[Stored data]

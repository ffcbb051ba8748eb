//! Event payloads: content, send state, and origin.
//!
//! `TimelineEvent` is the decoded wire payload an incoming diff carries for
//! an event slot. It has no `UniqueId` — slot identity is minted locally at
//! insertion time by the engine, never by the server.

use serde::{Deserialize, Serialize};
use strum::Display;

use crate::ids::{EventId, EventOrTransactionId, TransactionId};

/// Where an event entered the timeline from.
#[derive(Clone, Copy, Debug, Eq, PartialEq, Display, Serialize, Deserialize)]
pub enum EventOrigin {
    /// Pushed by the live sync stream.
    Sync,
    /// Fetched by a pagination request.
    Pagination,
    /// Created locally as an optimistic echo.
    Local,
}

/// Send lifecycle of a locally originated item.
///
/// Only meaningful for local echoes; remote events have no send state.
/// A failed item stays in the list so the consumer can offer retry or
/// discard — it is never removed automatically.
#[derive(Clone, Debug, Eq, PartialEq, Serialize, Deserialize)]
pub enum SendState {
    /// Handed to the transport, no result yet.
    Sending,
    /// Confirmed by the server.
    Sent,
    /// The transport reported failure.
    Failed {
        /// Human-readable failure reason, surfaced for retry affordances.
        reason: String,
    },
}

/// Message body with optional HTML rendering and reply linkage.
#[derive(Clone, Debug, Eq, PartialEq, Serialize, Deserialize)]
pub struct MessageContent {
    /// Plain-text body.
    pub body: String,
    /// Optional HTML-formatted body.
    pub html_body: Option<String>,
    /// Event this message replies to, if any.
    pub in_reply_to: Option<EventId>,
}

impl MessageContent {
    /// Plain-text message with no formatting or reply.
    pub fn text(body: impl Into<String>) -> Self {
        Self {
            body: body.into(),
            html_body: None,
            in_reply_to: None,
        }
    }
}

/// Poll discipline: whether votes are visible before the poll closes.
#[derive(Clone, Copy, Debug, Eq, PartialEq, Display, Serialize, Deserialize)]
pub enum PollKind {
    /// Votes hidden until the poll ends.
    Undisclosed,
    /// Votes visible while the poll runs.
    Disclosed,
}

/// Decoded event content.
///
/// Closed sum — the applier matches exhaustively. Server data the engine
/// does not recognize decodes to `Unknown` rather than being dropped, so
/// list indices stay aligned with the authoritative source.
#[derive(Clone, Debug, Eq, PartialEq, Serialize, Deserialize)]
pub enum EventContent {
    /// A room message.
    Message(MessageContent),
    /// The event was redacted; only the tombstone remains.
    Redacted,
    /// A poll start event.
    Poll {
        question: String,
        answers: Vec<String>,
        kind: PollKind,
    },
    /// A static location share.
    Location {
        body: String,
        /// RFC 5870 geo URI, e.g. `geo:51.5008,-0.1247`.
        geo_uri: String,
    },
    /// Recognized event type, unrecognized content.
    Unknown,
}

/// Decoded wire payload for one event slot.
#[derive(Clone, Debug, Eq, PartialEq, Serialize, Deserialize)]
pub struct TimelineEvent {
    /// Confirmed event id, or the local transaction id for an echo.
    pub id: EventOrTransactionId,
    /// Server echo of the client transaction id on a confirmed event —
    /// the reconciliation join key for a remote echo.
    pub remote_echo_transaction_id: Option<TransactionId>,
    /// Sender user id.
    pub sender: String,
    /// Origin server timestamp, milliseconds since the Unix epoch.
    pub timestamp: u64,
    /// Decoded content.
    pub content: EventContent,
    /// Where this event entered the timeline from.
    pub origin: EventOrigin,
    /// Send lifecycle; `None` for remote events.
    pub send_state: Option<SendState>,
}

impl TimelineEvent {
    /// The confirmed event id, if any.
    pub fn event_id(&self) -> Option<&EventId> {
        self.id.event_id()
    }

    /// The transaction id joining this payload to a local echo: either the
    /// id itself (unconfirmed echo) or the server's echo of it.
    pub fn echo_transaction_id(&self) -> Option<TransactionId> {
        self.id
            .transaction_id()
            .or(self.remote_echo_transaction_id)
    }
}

*Activity*
Please quote every record above exactly as it appears.

*Problem solution*
repository ffcbb051ba8748eb
//! Event payloads: content, send state, and origin.
//!
//! `TimelineEvent` is the decoded wire payload an incoming diff carries for
//! an event slot. It has no `UniqueId` — slot identity is minted locally at
//! insertion time by the engine, never by the server.

use serde::{Deserialize, Serialize};
use strum::Display;

use crate::ids::{EventId, EventOrTransactionId, TransactionId};

/// Where an event entered the timeline from.
#[derive(Clone, Copy, Debug, Eq, PartialEq, Display, Serialize, Deserialize)]
pub enum EventOrigin {
    /// Pushed by the live sync stream.
    Sync,
    /// Fetched by a pagination request.
    Pagination,
    /// Created locally as an optimistic echo.
    Local,
}

/// Send lifecycle of a locally originated item.
///
/// Only meaningful for local echoes; remote events have no send state.
/// A failed item stays in the list so the consumer can offer retry or
/// discard — it is never removed automatically.
#[derive(Clone, Debug, Eq, PartialEq, Serialize, Deserialize)]
pub enum SendState {
    /// Handed to the transport, no result yet.
    Sending,
    /// Confirmed by the server.
    Sent,
    /// The transport reported failure.
    Failed {
        /// Human-readable failure reason, surfaced for retry affordances.
        reason: String,
    },
}

/// Message body with optional HTML rendering and reply linkage.
#[derive(Clone, Debug, Eq, PartialEq, Serialize, Deserialize)]
pub struct MessageContent {
    /// Plain-text body.
    pub body: String,
    /// Optional HTML-formatted body.
    pub html_body: Option<String>,
    /// Event this message replies to, if any.
    pub in_reply_to: Option<EventId>,
}

impl MessageContent {
    /// Plain-text message with no formatting or reply.
    pub fn text(body: impl Into<String>) -> Self {
        Self {
            body: body.into(),
            html_body: None,
            in_reply_to: None,
        }
    }
}

/// Poll discipline: whether votes are visible before the poll closes.
#[derive(Clone, Copy, Debug, Eq, PartialEq, Display, Serialize, Deserialize)]
pub enum PollKind {
    /// Votes hidden until the poll ends.
    Undisclosed,
    /// Votes visible while the poll runs.
    Disclosed,
}

/// Decoded event content.
///
/// Closed sum — the applier matches exhaustively. Server data the engine
/// does not recognize decodes to `Unknown` rather than being dropped, so
/// list indices stay aligned with the authoritative source.
#[derive(Clone, Debug, Eq, PartialEq, Serialize, Deserialize)]
pub enum EventContent {
    /// A room message.
    Message(MessageContent),
    /// The event was redacted; only the tombstone remains.
    Redacted,
    /// A poll start event.
    Poll {
        question: String,
        answers: Vec<String>,
        kind: PollKind,
    },
    /// A static location share.
    Location {
        body: String,
        /// RFC 5870 geo URI, e.g. `geo:51.5008,-0.1247`.
        geo_uri: String,
    },
    /// Recognized event type, unrecognized content.
    Unknown,
}

/// Decoded wire payload for one event slot.
#[derive(Clone, Debug, Eq, PartialEq, Serialize, Deserialize)]
pub struct TimelineEvent {
    /// Confirmed event id, or the local transaction id for an echo.
    pub id: EventOrTransactionId,
    /// Server echo of the client transaction id on a confirmed event —
    /// the reconciliation join key for a remote echo.
    pub remote_echo_transaction_id: Option<TransactionId>,
    /// Sender user id.
    pub sender: String,
    /// Origin server timestamp, milliseconds since the Unix epoch.
    pub timestamp: u64,
    /// Decoded content.
    pub content: EventContent,
    /// Where this event entered the timeline from.
    pub origin: EventOrigin,
    /// Send lifecycle; `None` for remote events.
    pub send_state: Option<SendState>,
}

impl TimelineEvent {
    /// The confirmed event id, if any.
    pub fn event_id(&self) -> Option<&EventId> {
        self.id.event_id()
    }

    /// The transaction id joining this payload to a local echo: either the
    /// id itself (unconfirmed echo) or the server's echo of it.
    pub fn echo_transaction_id(&self) -> Option<TransactionId> {
        self.id
            .transaction_id()
            .or(self.remote_echo_transaction_id)
    }
}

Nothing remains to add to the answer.